UNREACHABLE executed at llvm-project/llvm/lib/CodeGen/SelectionDAG/LegalizeIntegerTypes.cpp:1629!
- VPPtrToIntOp and VPIntToPtrOp - MLIR Test Case - Web (run the compile box to reproduce the error)
PromoteIntegerOperand Op #0: t231: i64 = vp_inttoptr t229, Constant:i1<-1>, Constant:i64<8>
Do not know how to promote this operator's operand!
UNREACHABLE executed at llvm-project/llvm/lib/CodeGen/SelectionDAG/LegalizeIntegerTypes.cpp:1629!
- VPReduceFMulOp - MLIR Test Case - Web (run the compile box to reproduce the error)
llc: llvm-project/llvm/include/llvm/CodeGen/ValueTypes.h:309:
unsigned int llvm::EVT::getVectorNumElements() const: Assertion `isVector() && "Invalid vector type!"' failed.
- VPReduceMulOp - MLIR Test Case - Web (run the compile box to reproduce the error)
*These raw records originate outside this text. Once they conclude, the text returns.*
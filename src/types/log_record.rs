//! Log record types and utilities

use chrono::{DateTime, Local, Utc};
use serde::Serialize;
use std::fmt;
use std::net::SocketAddr;

/// Format used for event times in the output sink
pub const EVENT_TIME_FORMAT: &str = "%Y-%m-%d %H:%M:%S%.3f";

/// Highest valid PRI value (facility 23, severity 7)
pub const MAX_PRI: u8 = 191;

/// Syslog severity levels
#[derive(Debug, Clone, Copy, PartialEq, Eq, PartialOrd, Ord, Serialize)]
pub enum Severity {
    /// Emergency: system is unusable
    Emergency = 0,
    /// Alert: action must be taken immediately
    Alert = 1,
    /// Critical: critical conditions
    Critical = 2,
    /// Error: error conditions
    Error = 3,
    /// Warning: warning conditions
    Warning = 4,
    /// Notice: normal but significant condition
    Notice = 5,
    /// Info: informational messages
    Info = 6,
    /// Debug: debug-level messages
    Debug = 7,
}

impl Severity {
    /// Map a numeric severity (0-7) to its level
    pub fn from_code(code: u8) -> Option<Self> {
        match code {
            0 => Some(Severity::Emergency),
            1 => Some(Severity::Alert),
            2 => Some(Severity::Critical),
            3 => Some(Severity::Error),
            4 => Some(Severity::Warning),
            5 => Some(Severity::Notice),
            6 => Some(Severity::Info),
            7 => Some(Severity::Debug),
            _ => None,
        }
    }
}

impl fmt::Display for Severity {
    fn fmt(&self, f: &mut fmt::Formatter<'_>) -> fmt::Result {
        match self {
            Severity::Emergency => write!(f, "EMERG"),
            Severity::Alert => write!(f, "ALERT"),
            Severity::Critical => write!(f, "CRIT"),
            Severity::Error => write!(f, "ERROR"),
            Severity::Warning => write!(f, "WARN"),
            Severity::Notice => write!(f, "NOTICE"),
            Severity::Info => write!(f, "INFO"),
            Severity::Debug => write!(f, "DEBUG"),
        }
    }
}

const FACILITY_NAMES: [&str; 24] = [
    "kern", "user", "mail", "daemon", "auth", "syslog", "lpr", "news", "uucp", "cron", "authpriv",
    "ftp", "ntp", "security", "console", "clock", "local0", "local1", "local2", "local3", "local4",
    "local5", "local6", "local7",
];

/// Keyword for a numeric facility (0-23)
pub fn facility_name(code: u8) -> Option<&'static str> {
    FACILITY_NAMES.get(code as usize).copied()
}

/// A single received syslog message
///
/// Created once at receipt and never modified; the writer consumes it exactly once.
#[derive(Debug, Clone, PartialEq)]
pub struct LogRecord {
    /// Wall-clock time the message was received
    pub received_at: DateTime<Utc>,

    /// Transport-level sender address
    pub source_address: SocketAddr,

    /// Message text after the PRI prefix, or the whole text when it has none
    pub message: String,

    /// Syslog severity, 0-7
    pub severity: u8,

    /// Syslog facility, 0-23
    pub facility: u8,
}

impl LogRecord {
    /// Create a new record
    pub fn new(
        received_at: DateTime<Utc>,
        source_address: SocketAddr,
        message: String,
        severity: u8,
        facility: u8,
    ) -> Self {
        Self {
            received_at,
            source_address,
            message,
            severity,
            facility,
        }
    }

    /// Severity as a named level
    pub fn level(&self) -> Option<Severity> {
        Severity::from_code(self.severity)
    }

    /// Combined PRI value (`facility * 8 + severity`)
    pub fn priority(&self) -> u16 {
        u16::from(self.facility) * 8 + u16::from(self.severity)
    }

    /// Event time formatted to millisecond precision
    pub fn event_time(&self, local_time: bool) -> String {
        if local_time {
            self.received_at
                .with_timezone(&Local)
                .format(EVENT_TIME_FORMAT)
                .to_string()
        } else {
            self.received_at.format(EVENT_TIME_FORMAT).to_string()
        }
    }

    /// Sender IP as written to the sink
    pub fn device_ip(&self) -> String {
        self.source_address.ip().to_string()
    }

    /// Format as human-readable string
    pub fn to_human_readable(&self) -> String {
        let level = self
            .level()
            .map(|l| l.to_string())
            .unwrap_or_else(|| self.severity.to_string());
        match facility_name(self.facility) {
            Some(facility) => format!(
                "{} {} {}.{}: {}",
                self.event_time(false),
                self.device_ip(),
                facility,
                level,
                self.message
            ),
            None => format!(
                "{} {} {} facility={}: {}",
                self.event_time(false),
                self.device_ip(),
                level,
                self.facility,
                self.message
            ),
        }
    }
}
llc: llvm-project/llvm/include/llvm/CodeGen/ValueTypes.h:309:
unsigned int llvm::EVT::getVectorNumElements() const: Assertion `isVector() && "Invalid vector type!"' failed.
Discussion and Fix
@inclyc Yingchi looked deep into the issues and came to the following conclusions.
- VPReduceFMulOp & VPReduceMulOp
The LLVM IR example:
declare i32 @llvm.vp.reduce.mul.v4i32(i32, <4 x i32>, <4 x i1>, i32)
define signext i32 @vpreduce_mul_v4i32(i32 signext %s, <4 x i32> %v, <4 x i1> %m, i32 zeroext %evl) {
%r = call i32 @llvm.vp.reduce.mul.v4i32(i32 %s, <4 x i32> %v, <4 x i1> %m, i32 %evl)
ret i32 %r
}
There is no mul
reduce instruction in RVV. For this reason, it is mandatory to unroll VP_REDUCE_{F,}MUL
ops in LLVM. Unrolling process of these two VP intrinsics may be shared among backends. We may need to think about which part of LLVM to implement the unrolling of this instruction: ExpandVectorPredicationPass
? or TLI.expandVecReduce
?
The SelectionDAGBuilder
will convert VP_REDUCE_MUL
to VP_REDUCE_AND
if the vector element is i1s. In this scenario specifically, this VP intrinsic will be compiled into RVV vredand.vs
.
declare i1 @llvm.vp.reduce.mul.v4i1(i1, <4 x i1>, <4 x i1>, i32)
define signext i1 @vpreduce_mul_v4i1(i1 signext %s, <4 x i1> %v, <4 x i1> %m, i32 zeroext %evl) {
%r = call i1 @llvm.vp.reduce.mul.v4i1(i1 %s, <4 x i1> %v, <4 x i1> %m, i32 %evl)
ret i1 %r
}
- VPFRemOp
The LLVM IR example:
; ModuleID = 'LLVMDialectModule'
define <8 x float> @vpfrem_v8f32(<8 x float> %v1, <8 x float> %v2, <8 x i1> %m, i32 %evl) {
%ret = call <8 x float> @llvm.vp.frem.v8f32(<8 x float> %v1, <8 x float> %v2, <8 x i1> %m, i32 %evl)
ret <8 x float> %ret
}
declare <8 x float> @llvm.vp.frem.v8f32(<8 x float>, <8 x float>, <8 x i1>, i32)
The LLVM community has discussed this problem in D104327. The frem
node is unsupported due to a lack of available instructions.
For fixed-length vectors we could scalarize but that option is not (currently) available for scalable-vector types. The support is intentionally left out so it equivalent for both vector types.
- VPPtrToIntOp & VPIntToPtrOp
VPPtrToIntOp
and VPIntToPtrOp
were introduced in D122291. Scalar inttoptr
instruction is lowering to zext
/ trunc
in SelectionDAGBuilder
. Introducing similar logic in SelectionDAGBuilder
is a possible solution. Redundant instructions are generated in the DAG Builder, e.g. zext (trunc)
and should be reduced in InstCombine
. Currently we do not have similar logic for VP intrinsics. That is to say, vp.zext
& vp.trunc
may not be reduced/eliminated by such logic.
@inclyc has submitted a candidate patch here!
The LLVM IR example in the patch:
declare <4 x ptr> @llvm.vp.inttoptr.v4p0.v4i32(<4 x i32>, <4 x i1>, i32)
define <4 x ptr> @inttoptr_v4p0_v4i32(<4 x i32> %va, <4 x i1> %m, i32 zeroext %evl) {
; CHECK-LABEL: inttoptr_v4p0_v4i32:
; CHECK: # %bb.0:
; CHECK-NEXT: vsetvli zero, a0, e64, m2, ta, ma
; CHECK-NEXT: vzext.vf2 v10, v8, v0.t
; CHECK-NEXT: vmv.v.v v8, v10
; CHECK-NEXT: ret
%v = call <4 x ptr> @llvm.vp.inttoptr.v4p0.v4i32(<4 x i32> %va, <4 x i1> %m, i32 %evl)
ret <4 x ptr> %v
}